Global shift to cutting sulphur oxide emissions
From 1 January 2020, the limit of sulphur in fuel oil used on board ships operating outside designated emission control areas will be reduced to 0.50% m/m (mass by mass), as part of the global implementation of the International Convention for the Prevention of Pollution from Ships (MARPOL) Annex VI. This will significantly reduce the amount of sulphur oxides emanating from ships and should have major health and environmental benefits, globally.
From 1 March 2020, ships cannot carry fuel oil with a sulphur content of more than 0.50 per cent m/m unless the fuel is being carried as cargo.
The following information is provided as general guidance only and should be read in conjunction with MARPOL Annex VI and associated guidelines, relevant Acts, and Marine orders.
Who does it apply to?
All ships and vessels globally, including those operating domestically in Australia.
What does it mean?
The low sulphur limit applies to all fuel used by a ship for propulsion or operation, including all gas, petrol, distillates, residual and blended fuels.
Ships can carry fuel oil with a sulphur content of more than 0.50 per cent m/m until 1 March 2020, however it cannot be used from 1 January 2020, unless an approved exhaust gas cleaning system is in operation.
To comply with the 1 January 2020 low sulphur limit, ships can use:
- fuel oil with a maximum sulphur content of 0.50 per cent m/m;
- alternative fuels such as liquefied natural gas (LNG), or compliant marine diesel oil that have a sulphur content of 0.50 per cent m/m or less;
- an alternative measure to reduce sulphur oxide emissions approved by the ship’s flag State Administration in accordance with International Maritime Organization (IMO) requirements—provided the resulting emissions are equivalent.
An Exhaust Gas Cleaning System (EGCS) or “scrubber” is the only alternative measure currently approved for use.

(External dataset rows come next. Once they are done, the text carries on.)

//! HTTP HEAD upload probe
//!
//! Metadata-only request against the artifact URL. Any non-2xx status or
//! transport error counts as "not yet available", never as a watch
//! failure.

use super::UploadProbe;
use async_trait::async_trait;
use std::time::Duration;
use url::Url;

/// [`UploadProbe`] backed by `reqwest` HEAD requests
pub struct HttpHeadProbe {
    client: reqwest::Client,
}

impl HttpHeadProbe {
    /// Probe with a bounded per-request timeout so one hung request can
    /// never eat the whole watch deadline
    pub fn new(request_timeout: Duration) -> Self {
        let client = reqwest::Client::builder()
            .timeout(request_timeout)
            .build()
            .unwrap_or_else(|_| reqwest::Client::new());
        Self { client }
    }

    /// Probe reusing an existing client
    pub fn with_client(client: reqwest::Client) -> Self {
        Self { client }
    }
}

impl Default for HttpHeadProbe {
    fn default() -> Self {
        Self::new(Duration::from_secs(10))
    }
}

#[async_trait]
impl UploadProbe for HttpHeadProbe {
    async fn exists(&self, url: &Url) -> bool {
        match self.client.head(url.clone()).send().await {
            Ok(response) => {
                let status = response.status();
                if !status.is_success() {
                    tracing::debug!(url = %url, status = %status, "Upload not done yet, waiting");
                }
                status.is_success()
            }
            Err(e) => {
                tracing::debug!(url = %url, error = %e, "Probe request failed, treating as not yet available");
                false
            }
        }
    }
}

In addition to the 1 January 2020 requirement, vessels will be prohibited from carrying fuel oil with a sulphur content of more than 0.50 per cent m/m from 1 March 2020—unless an EGCS is fitted.
The requirement does not change in any way the entry into force date of the 0.50 per cent m/m limit from 1 January 2020 (ie non-compliant fuel may be carried on board the vessel between 1 January and 1 March 2020, but it cannot be used unless in conjunction with an EGCS.
Who is going to enforce it in Australia?
The Australian Maritime Safety Authority (AMSA) are the responsible regulatory body for the enforcement of Low Sulphur 2020 in Australia.
AMSA’s approach to compliance and enforcement of the sulphur limit will be in line with Australia’s existing port State control (PSC) regime and IMO guidelines: 2019 Guidelines for port State control under MARPOL Annex VI and 2019 Guidelines for consistent implementation of the 0.50% sulphur limit under MARPOL Annex VI.
For initial PSC inspections, AMSA will rely on documentation, such as bunker delivery notes and oil record books, as well as shipboard procedures. The initial inspection is intended to check if the ship is compliant with its documentation and the low sulphur fuel requirements.
Based on the outcomes of the initial inspection, AMSA may conduct a more detailed inspection, which may include fuel oil sample analysis, to verify compliance.
Penalties apply for failing to comply with the 2020 low sulphur fuel regulation, as set out in the Protection of the Sea (Prevention of Pollution from Ships) Act 1983. In line with existing PSC policy, where a ship is found to be non-compliant it may be subject to detention, refused access or granted conditional entry to Australian ports.
Further information on Australia’s approach to compliance with the 2020 low sulphur limit can be found in Marine Notice 4/2019.
Where can I access more information?
Updated information on the sulphur requirements and how to comply can be found on AMSA’s website. AMSA has also published a new Marine Notice to help ensure that vessel owners and operators and other stakeholders are aware of their obligations under the new requirements and to advise on AMSA’s approach to compliance. This can be accessed at: 4/2019—Implementation of the 1 January 2020 low sulphur fuel requirement.
An additional Marine Notice has also been published on Australia’s requirements for the use of exhaust gas cleaning systems to comply with the 0.50% m/m sulphur limit when operating in Australian waters. This Marine Notice can be accessed at: 5/2019—Requirements for the use of Exhaust Gas Cleaning Systems in Australian Waters and reporting to AMSA. Further information on the use of exhaust gas cleaning systems, including the discharge of wash water from these systems in Australian waters, can be found on the AMSA website.
Updated fuel oil supplier lists are also available online. These pages provide information on the availability of low sulphur fuel oil (LSFO) at Australian ports within each State and the Northern Territory (NT) and will be updated with any new information provided by suppliers.